The reverse side of the coin of the challenging activity of beekeeping in high mountain

Considering all the evaluations above, to produce mountain wildflower honey is becoming more and more difficult for beekeepers. When transhumance was widespread and regular in the Alps, bees (wild and domesticated) also benefited: the pastures were cared for and cleaned to the benefit not only of the animals, but also of the vegetation, and then the bees. Even if hives are positioned in grasslands rich in Alpine herbaceous species, nowadays beekeepers often obtain honey from the upper (as rhododendron honey) or lower botanical fascia (as sweet chestnut or linden honey) instead of mountain wildflower honey.

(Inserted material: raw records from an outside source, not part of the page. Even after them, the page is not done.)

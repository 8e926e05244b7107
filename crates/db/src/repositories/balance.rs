//! Balance index repository (C3): the flat table keyed by account, period,
//! and the five dimension values, plus period rollover and full rebuild.

use chrono::Datelike;
use rust_decimal::Decimal;
use sea_orm::{
    ActiveModelTrait, ColumnTrait, ConnectionTrait, DatabaseConnection, EntityTrait, QueryFilter,
    Set,
};
use uuid::Uuid;

use zeltra_core::coa::{Account, DimensionKey};
use zeltra_core::ledger::{Balance, BalanceKey, LedgerError, VoucherEntry};
use zeltra_shared::types::DimensionValueId;

use crate::entities::balance::{ActiveModel, Column, Entity, Model};

fn dims_from_row(row: &Model) -> DimensionKey {
    DimensionKey {
        department: DimensionValueId::from_uuid(row.dept_id),
        project: DimensionValueId::from_uuid(row.project_id),
        customer: DimensionValueId::from_uuid(row.customer_id),
        supplier: DimensionValueId::from_uuid(row.supplier_id),
        employee: DimensionValueId::from_uuid(row.employee_id),
    }
}

fn to_domain(row: Model) -> Balance {
    Balance {
        key: BalanceKey::new(row.account_code.clone(), row.period.clone(), dims_from_row(&row)),
        opening_balance: row.opening_balance,
        debit_total: row.debit_amount,
        credit_total: row.credit_amount,
        closing_balance: row.closing_balance,
        foreign_opening_balance: row.foreign_opening,
        foreign_debit_total: row.foreign_debit,
        foreign_credit_total: row.foreign_credit,
        foreign_closing_balance: row.foreign_closing,
    }
}

/// The `YYYY-MM` period immediately preceding `period`.
fn prev_period(period: &str) -> String {
    let year: i32 = period[0..4].parse().unwrap_or(1970);
    let month: u32 = period[5..7].parse().unwrap_or(1);
    let date = chrono::NaiveDate::from_ymd_opt(year, month, 1).unwrap_or_default();
    let prev = date.checked_sub_months(chrono::Months::new(1)).unwrap_or(date);
    format!("{:04}-{:02}", prev.year(), prev.month())
}

/// Repository for the `balances` table.
pub struct BalanceRepository<'a> {
    db: &'a DatabaseConnection,
}

impl<'a> BalanceRepository<'a> {
    /// Builds a repository bound to `db`.
    #[must_use]
    pub fn new(db: &'a DatabaseConnection) -> Self {
        Self { db }
    }

    /// Loads one balance row by its full 7-column key.
    ///
    /// # Errors
    ///
    /// Returns [`LedgerError::Database`] on a persistence failure.
    pub async fn get(&self, key: &BalanceKey) -> Result<Option<Balance>, LedgerError> {
        find_row(self.db, key).await.map(|opt| opt.map(to_domain))
    }

    /// Loads every balance row for a period.
    ///
    /// # Errors
    ///
    /// Returns [`LedgerError::Database`] on a persistence failure.
    pub async fn list_for_period(&self, period: &str) -> Result<Vec<Balance>, LedgerError> {
        Entity::find()
            .filter(Column::Period.eq(period))
            .all(self.db)
            .await
            .map(|rows| rows.into_iter().map(to_domain).collect())
            .map_err(|e| LedgerError::Database(e.to_string()))
    }

    /// Applies one confirmed voucher entry (or void-reversal entry, already
    /// debit/credit-swapped by the caller) to the balance index, creating
    /// the row on first use with its opening balance seeded from the
    /// immediately preceding period's closing balance (spec 4.2: `opening(P+1)
    /// = closing(P)`).
    ///
    /// # Errors
    ///
    /// Returns [`LedgerError::Database`] on a persistence failure.
    pub async fn apply_entry<C: ConnectionTrait>(
        &self,
        conn: &C,
        account: &Account,
        period: &str,
        entry: &VoucherEntry,
    ) -> Result<(), LedgerError> {
        let key = BalanceKey::new(entry.account_code.clone(), period.to_string(), entry.dimensions);
        let existing = find_row(conn, &key).await?;

        let mut domain = match existing {
            Some(row) => to_domain(row),
            None => {
                let opening = find_row(conn, &BalanceKey::new(key.account_code.clone(), prev_period(period), entry.dimensions))
                    .await?
                    .map_or(Decimal::ZERO, |r| r.closing_balance);
                let foreign_opening = find_row(conn, &BalanceKey::new(key.account_code.clone(), prev_period(period), entry.dimensions))
                    .await?
                    .and_then(|r| r.foreign_closing);
                Balance::opening(key.clone(), opening, foreign_opening.or(entry.currency.map(|_| Decimal::ZERO)))
            }
        };
        domain.apply_entry(account, entry);
        upsert(conn, &domain).await
    }

    /// Replaces every row of `period` with the freshly-computed `rows`
    /// (spec 4.2, P2's rebuild-by-replay). Runs as delete-then-insert
    /// rather than per-row upsert since a rebuild may also need to drop
    /// rows whose key no longer has any entries.
    ///
    /// # Errors
    ///
    /// Returns [`LedgerError::Database`] on a persistence failure.
    pub async fn replace_period<C: ConnectionTrait>(
        &self,
        conn: &C,
        period: &str,
        rows: &[Balance],
    ) -> Result<(), LedgerError> {
        Entity::delete_many()
            .filter(Column::Period.eq(period))
            .exec(conn)
            .await
            .map_err(|e| LedgerError::Database(e.to_string()))?;
        for row in rows {
            upsert(conn, row).await?;
        }
        Ok(())
    }

    /// Rolls every row of `closed_period` forward into `next_period`'s
    /// opening balances (spec 4.2), upserting rather than requiring
    /// `next_period` to be empty, so a reopen-then-close cycle stays
    /// idempotent.
    ///
    /// # Errors
    ///
    /// Returns [`LedgerError::Database`] on a persistence failure.
    pub async fn roll_period<C: ConnectionTrait>(
        &self,
        conn: &C,
        closed_period: &str,
        next_period: &str,
    ) -> Result<(), LedgerError> {
        let rows = Entity::find()
            .filter(Column::Period.eq(closed_period))
            .all(conn)
            .await
            .map_err(|e| LedgerError::Database(e.to_string()))?;
        for row in rows {
            let domain = to_domain(row);
            let rolled = domain.roll_forward(next_period.to_string());
            upsert(conn, &rolled).await?;
        }
        Ok(())
    }
}

async fn find_row<C: ConnectionTrait>(conn: &C, key: &BalanceKey) -> Result<Option<Model>, LedgerError> {
    Entity::find()
        .filter(Column::AccountCode.eq(key.account_code.clone()))
        .filter(Column::Period.eq(key.period.clone()))
        .filter(Column::DeptId.eq(key.dimensions.department.into_inner()))
        .filter(Column::ProjectId.eq(key.dimensions.project.into_inner()))
        .filter(Column::CustomerId.eq(key.dimensions.customer.into_inner()))
        .filter(Column::SupplierId.eq(key.dimensions.supplier.into_inner()))
        .filter(Column::EmployeeId.eq(key.dimensions.employee.into_inner()))
        .one(conn)
        .await
        .map_err(|e| LedgerError::Database(e.to_string()))
}

async fn upsert<C: ConnectionTrait>(conn: &C, balance: &Balance) -> Result<(), LedgerError> {
    let existing = find_row(conn, &balance.key).await?;
    let id = existing.as_ref().map_or_else(Uuid::now_v7, |r| r.id);
    let model = ActiveModel {
        id: Set(id),
        account_code: Set(balance.key.account_code.clone()),
        period: Set(balance.key.period.clone()),
        dept_id: Set(balance.key.dimensions.department.into_inner()),
        project_id: Set(balance.key.dimensions.project.into_inner()),
        customer_id: Set(balance.key.dimensions.customer.into_inner()),
        supplier_id: Set(balance.key.dimensions.supplier.into_inner()),
        employee_id: Set(balance.key.dimensions.employee.into_inner()),
        opening_balance: Set(balance.opening_balance),
        debit_amount: Set(balance.debit_total),
        credit_amount: Set(balance.credit_total),
        closing_balance: Set(balance.closing_balance),
        foreign_opening: Set(balance.foreign_opening_balance),
        foreign_debit: Set(balance.foreign_debit_total),
        foreign_credit: Set(balance.foreign_credit_total),
        foreign_closing: Set(balance.foreign_closing_balance),
        currency_code: Set(None),
    };
    if existing.is_some() {
        model.update(conn).await.map_err(|e| LedgerError::Database(e.to_string()))?;
    } else {
        model.insert(conn).await.map_err(|e| LedgerError::Database(e.to_string()))?;
    }
    Ok(())
}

Yet, there is a reverse side of the coin: the poorly connected mountain territories, with few roads and little inhabitants, are also little polluted and the uncontaminated environments guarantee scarce but high-quality productions, other than being a pristine habitat also for other pollinators. Mountain wildflower honey, like many other bee products like propolis, could be interesting as well for herbal medicine and cosmetics. The production of honey in uncontaminated areas as mountain areas, can be a way of promoting this product so difficult to obtain, together with the promotion of bioactive properties of a sustainable product from marginal territories.

Reference:

Leoni, V., Giupponi, L., Pavlovic, R. et al. Multidisciplinary analysis of Italian Alpine wildflower honey reveals criticalities, diversity and value. Sci Rep 11, 19316 (2021). https://doi.org/10.1038/s41598-021-98876-y

Key words: honey, mountain grasslands, climate change, pollinators decline, honeybee behaviour, honey phytochemical composition.